··· Exercise materials ···

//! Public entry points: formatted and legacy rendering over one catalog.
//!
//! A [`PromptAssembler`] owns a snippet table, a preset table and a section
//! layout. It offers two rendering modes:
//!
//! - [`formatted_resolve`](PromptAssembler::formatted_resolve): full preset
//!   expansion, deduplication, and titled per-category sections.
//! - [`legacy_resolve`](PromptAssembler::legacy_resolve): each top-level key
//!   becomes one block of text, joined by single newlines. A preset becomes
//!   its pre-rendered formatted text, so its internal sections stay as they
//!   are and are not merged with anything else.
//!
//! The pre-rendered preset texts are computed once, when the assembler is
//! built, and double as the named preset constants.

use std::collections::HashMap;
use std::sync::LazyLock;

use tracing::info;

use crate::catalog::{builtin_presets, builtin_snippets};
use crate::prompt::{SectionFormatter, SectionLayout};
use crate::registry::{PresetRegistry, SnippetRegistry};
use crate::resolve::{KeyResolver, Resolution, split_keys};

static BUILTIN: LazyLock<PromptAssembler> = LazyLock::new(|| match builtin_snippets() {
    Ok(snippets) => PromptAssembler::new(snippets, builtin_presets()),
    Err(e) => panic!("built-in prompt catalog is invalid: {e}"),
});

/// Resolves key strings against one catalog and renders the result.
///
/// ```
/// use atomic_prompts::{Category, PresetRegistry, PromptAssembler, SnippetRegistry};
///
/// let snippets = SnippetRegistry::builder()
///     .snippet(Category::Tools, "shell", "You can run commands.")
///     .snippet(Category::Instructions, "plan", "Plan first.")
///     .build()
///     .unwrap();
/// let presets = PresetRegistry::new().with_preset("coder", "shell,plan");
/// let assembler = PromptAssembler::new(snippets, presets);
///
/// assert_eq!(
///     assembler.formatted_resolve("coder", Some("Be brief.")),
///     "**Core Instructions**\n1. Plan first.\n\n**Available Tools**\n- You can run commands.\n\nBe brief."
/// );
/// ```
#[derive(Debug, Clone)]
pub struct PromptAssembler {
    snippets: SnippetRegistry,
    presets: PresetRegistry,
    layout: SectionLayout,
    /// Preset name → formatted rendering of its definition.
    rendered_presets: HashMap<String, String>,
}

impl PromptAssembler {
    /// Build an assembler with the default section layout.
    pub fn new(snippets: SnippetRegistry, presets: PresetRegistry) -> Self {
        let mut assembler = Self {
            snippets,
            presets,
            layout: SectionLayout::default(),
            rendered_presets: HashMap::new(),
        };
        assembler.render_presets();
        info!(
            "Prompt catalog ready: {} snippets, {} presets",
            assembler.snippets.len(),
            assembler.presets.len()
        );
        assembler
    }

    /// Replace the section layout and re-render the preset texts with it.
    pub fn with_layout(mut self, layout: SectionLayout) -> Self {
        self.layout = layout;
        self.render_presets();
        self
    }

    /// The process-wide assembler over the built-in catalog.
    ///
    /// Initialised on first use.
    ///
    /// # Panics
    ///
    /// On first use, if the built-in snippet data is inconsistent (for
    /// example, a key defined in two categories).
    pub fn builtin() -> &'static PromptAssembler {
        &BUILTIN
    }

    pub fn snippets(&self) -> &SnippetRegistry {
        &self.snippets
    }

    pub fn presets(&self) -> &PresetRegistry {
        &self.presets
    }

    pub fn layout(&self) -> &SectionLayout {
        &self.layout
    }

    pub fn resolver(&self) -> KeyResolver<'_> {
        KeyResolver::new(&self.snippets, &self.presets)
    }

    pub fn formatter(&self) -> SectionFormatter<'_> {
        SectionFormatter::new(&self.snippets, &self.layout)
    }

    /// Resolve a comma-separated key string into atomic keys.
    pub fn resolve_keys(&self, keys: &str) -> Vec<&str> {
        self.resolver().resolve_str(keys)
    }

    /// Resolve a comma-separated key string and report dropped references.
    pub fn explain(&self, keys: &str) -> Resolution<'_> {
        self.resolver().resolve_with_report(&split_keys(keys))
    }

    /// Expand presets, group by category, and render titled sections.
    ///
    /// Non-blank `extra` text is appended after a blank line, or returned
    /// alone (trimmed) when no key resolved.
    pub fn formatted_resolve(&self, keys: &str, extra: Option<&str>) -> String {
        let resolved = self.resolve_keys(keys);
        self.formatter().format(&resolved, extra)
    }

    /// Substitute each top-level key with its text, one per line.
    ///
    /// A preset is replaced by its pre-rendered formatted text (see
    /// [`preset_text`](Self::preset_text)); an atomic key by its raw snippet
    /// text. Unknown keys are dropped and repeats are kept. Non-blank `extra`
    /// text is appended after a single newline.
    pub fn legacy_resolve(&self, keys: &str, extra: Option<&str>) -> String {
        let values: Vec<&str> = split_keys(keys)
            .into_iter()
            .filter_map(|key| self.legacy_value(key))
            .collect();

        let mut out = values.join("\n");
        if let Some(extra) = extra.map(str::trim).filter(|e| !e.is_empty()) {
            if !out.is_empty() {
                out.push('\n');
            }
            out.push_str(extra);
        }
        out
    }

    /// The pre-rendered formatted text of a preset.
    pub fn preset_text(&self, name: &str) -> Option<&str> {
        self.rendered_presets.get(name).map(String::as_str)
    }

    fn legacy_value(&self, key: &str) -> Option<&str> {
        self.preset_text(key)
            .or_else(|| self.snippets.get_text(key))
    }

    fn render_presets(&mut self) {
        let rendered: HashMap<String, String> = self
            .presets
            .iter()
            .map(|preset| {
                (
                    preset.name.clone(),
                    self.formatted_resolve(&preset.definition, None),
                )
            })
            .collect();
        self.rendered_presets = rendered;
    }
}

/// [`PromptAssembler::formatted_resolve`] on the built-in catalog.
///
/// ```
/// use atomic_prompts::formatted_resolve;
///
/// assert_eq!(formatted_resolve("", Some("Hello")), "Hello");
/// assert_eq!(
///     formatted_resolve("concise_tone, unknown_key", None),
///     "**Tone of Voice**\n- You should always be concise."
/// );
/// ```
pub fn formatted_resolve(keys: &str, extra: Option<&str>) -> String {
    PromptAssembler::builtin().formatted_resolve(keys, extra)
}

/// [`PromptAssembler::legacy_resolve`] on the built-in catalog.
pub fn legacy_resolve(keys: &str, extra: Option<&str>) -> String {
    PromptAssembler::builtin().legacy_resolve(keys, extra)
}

···
··· Exercise materials ···

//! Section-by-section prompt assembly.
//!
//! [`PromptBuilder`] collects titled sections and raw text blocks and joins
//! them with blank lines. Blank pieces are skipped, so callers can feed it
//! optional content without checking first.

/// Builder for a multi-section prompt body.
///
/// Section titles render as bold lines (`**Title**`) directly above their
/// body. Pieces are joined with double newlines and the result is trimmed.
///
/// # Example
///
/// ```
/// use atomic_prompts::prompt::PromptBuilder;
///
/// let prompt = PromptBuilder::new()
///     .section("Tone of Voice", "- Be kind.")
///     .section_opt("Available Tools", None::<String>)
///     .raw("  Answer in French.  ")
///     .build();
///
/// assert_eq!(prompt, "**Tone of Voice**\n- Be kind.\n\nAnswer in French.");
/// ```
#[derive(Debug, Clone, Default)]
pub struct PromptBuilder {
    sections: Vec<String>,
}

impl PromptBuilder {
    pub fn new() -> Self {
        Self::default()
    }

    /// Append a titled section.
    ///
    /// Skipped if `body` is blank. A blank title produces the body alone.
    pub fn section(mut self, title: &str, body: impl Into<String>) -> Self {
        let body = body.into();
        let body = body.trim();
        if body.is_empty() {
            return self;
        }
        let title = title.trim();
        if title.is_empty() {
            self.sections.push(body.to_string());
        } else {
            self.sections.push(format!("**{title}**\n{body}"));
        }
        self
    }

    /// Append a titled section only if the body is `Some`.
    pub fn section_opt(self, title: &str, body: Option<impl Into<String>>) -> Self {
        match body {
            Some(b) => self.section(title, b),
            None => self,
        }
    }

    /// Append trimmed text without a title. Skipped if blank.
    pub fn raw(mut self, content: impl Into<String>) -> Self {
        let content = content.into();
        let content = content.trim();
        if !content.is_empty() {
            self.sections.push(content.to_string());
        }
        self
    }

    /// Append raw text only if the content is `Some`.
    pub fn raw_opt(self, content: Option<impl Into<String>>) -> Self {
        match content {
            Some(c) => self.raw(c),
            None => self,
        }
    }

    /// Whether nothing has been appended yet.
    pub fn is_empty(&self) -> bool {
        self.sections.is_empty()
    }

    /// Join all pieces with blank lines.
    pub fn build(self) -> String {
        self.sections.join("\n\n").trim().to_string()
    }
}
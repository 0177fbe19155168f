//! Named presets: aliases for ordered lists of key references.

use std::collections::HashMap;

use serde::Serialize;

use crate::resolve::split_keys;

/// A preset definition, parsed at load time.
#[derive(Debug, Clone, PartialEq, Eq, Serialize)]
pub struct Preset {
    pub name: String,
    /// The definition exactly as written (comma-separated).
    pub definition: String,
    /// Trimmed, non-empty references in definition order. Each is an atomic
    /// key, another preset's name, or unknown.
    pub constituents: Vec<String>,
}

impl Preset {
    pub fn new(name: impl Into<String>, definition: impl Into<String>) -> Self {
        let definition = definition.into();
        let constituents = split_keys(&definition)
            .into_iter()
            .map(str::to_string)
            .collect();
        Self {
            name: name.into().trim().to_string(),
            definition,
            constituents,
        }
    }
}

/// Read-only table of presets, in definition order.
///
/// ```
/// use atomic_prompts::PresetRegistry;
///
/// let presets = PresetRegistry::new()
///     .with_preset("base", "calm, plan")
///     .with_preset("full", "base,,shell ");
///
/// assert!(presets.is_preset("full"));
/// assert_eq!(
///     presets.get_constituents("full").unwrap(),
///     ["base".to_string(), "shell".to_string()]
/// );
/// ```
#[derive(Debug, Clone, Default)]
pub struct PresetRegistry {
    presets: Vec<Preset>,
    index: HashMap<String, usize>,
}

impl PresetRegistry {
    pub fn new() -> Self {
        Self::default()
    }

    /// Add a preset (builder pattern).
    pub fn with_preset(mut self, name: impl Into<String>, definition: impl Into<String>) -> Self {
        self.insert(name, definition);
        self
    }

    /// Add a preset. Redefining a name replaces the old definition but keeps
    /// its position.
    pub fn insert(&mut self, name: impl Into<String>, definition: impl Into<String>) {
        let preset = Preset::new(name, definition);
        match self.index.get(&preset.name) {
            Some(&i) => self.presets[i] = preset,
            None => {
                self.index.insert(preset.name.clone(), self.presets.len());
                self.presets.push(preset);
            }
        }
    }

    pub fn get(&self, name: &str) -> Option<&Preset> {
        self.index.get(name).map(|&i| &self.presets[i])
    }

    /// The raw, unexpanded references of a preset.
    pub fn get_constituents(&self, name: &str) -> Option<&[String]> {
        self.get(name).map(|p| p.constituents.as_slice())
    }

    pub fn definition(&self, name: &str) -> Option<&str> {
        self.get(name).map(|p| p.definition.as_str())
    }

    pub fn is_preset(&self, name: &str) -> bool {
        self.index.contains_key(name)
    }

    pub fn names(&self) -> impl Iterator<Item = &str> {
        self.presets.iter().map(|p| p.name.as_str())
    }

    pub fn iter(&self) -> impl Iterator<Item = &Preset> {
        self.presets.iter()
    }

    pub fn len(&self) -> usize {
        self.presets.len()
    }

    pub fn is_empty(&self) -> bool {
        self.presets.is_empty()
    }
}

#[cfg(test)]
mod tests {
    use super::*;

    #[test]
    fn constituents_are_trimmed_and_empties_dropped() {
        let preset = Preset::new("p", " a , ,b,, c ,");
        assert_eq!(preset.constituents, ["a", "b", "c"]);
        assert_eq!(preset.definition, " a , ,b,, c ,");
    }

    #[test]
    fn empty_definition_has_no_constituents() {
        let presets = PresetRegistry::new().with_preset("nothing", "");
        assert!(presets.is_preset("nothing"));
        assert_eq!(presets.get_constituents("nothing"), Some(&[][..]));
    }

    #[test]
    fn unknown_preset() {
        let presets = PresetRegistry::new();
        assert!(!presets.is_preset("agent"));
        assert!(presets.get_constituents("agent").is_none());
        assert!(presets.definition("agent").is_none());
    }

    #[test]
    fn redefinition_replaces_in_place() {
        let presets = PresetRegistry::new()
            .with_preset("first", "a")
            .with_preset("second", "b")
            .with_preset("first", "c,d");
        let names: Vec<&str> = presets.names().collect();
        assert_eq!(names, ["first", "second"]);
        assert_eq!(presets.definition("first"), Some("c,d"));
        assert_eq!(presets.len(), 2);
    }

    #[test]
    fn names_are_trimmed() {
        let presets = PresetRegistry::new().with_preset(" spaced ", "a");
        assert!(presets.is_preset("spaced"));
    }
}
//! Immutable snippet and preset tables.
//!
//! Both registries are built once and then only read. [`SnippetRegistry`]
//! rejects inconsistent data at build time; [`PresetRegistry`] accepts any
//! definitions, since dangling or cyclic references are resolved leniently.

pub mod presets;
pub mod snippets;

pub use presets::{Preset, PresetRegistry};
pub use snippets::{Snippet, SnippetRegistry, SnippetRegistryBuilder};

···
··· Exercise materials ···

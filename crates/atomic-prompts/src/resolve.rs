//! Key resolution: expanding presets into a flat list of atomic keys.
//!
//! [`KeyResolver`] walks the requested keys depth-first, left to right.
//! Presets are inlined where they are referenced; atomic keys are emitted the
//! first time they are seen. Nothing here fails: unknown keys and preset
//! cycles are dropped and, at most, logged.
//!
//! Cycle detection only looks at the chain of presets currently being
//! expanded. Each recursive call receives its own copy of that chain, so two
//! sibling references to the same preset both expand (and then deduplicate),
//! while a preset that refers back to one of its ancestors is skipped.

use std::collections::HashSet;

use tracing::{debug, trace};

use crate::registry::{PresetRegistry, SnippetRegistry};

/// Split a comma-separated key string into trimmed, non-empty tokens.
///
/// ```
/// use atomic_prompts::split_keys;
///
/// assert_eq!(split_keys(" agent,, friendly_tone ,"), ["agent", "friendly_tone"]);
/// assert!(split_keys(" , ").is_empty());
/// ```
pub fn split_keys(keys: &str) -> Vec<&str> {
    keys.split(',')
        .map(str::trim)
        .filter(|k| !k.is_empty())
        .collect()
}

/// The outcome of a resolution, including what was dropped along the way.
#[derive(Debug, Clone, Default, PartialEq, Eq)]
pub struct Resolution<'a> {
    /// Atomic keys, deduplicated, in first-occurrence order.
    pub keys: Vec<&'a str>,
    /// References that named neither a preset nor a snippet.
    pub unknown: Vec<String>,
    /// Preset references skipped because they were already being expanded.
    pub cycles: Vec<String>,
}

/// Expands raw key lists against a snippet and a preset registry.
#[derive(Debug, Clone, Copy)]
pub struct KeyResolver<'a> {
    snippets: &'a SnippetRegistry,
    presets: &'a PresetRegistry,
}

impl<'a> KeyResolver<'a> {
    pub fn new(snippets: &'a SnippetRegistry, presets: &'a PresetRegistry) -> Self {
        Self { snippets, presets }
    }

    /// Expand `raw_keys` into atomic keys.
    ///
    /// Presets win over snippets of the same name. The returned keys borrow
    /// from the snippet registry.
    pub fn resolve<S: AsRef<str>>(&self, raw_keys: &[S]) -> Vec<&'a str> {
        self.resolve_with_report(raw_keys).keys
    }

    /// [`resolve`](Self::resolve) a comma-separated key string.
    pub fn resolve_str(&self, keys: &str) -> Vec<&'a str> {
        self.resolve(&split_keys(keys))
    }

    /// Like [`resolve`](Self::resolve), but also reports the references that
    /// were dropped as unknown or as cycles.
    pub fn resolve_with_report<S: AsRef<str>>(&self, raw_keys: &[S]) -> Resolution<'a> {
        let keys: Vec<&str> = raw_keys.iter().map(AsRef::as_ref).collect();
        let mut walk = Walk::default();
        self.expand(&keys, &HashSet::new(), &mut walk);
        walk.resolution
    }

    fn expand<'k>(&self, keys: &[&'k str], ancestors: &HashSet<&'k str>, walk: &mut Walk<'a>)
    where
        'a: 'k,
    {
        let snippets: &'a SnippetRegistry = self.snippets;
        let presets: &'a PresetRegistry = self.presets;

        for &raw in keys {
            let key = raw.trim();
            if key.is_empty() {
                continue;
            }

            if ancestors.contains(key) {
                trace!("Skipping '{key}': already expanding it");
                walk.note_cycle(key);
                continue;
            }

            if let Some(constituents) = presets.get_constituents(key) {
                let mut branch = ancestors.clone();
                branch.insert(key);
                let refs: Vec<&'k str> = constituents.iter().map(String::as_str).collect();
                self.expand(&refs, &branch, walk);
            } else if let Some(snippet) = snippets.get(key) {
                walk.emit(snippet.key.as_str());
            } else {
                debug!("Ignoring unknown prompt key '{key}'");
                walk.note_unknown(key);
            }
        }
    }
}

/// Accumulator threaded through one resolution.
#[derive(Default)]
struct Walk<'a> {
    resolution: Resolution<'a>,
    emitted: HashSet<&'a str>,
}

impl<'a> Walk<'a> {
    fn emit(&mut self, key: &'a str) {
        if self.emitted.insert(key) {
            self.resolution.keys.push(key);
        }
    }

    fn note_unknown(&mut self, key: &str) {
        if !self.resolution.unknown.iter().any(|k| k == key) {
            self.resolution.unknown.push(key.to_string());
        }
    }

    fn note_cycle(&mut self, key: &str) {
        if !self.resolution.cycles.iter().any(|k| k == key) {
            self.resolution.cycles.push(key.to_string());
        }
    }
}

···

Problem statement => Nothing but a number should be given: the count of lines in the data above with the word "spaced".

Answer area => 2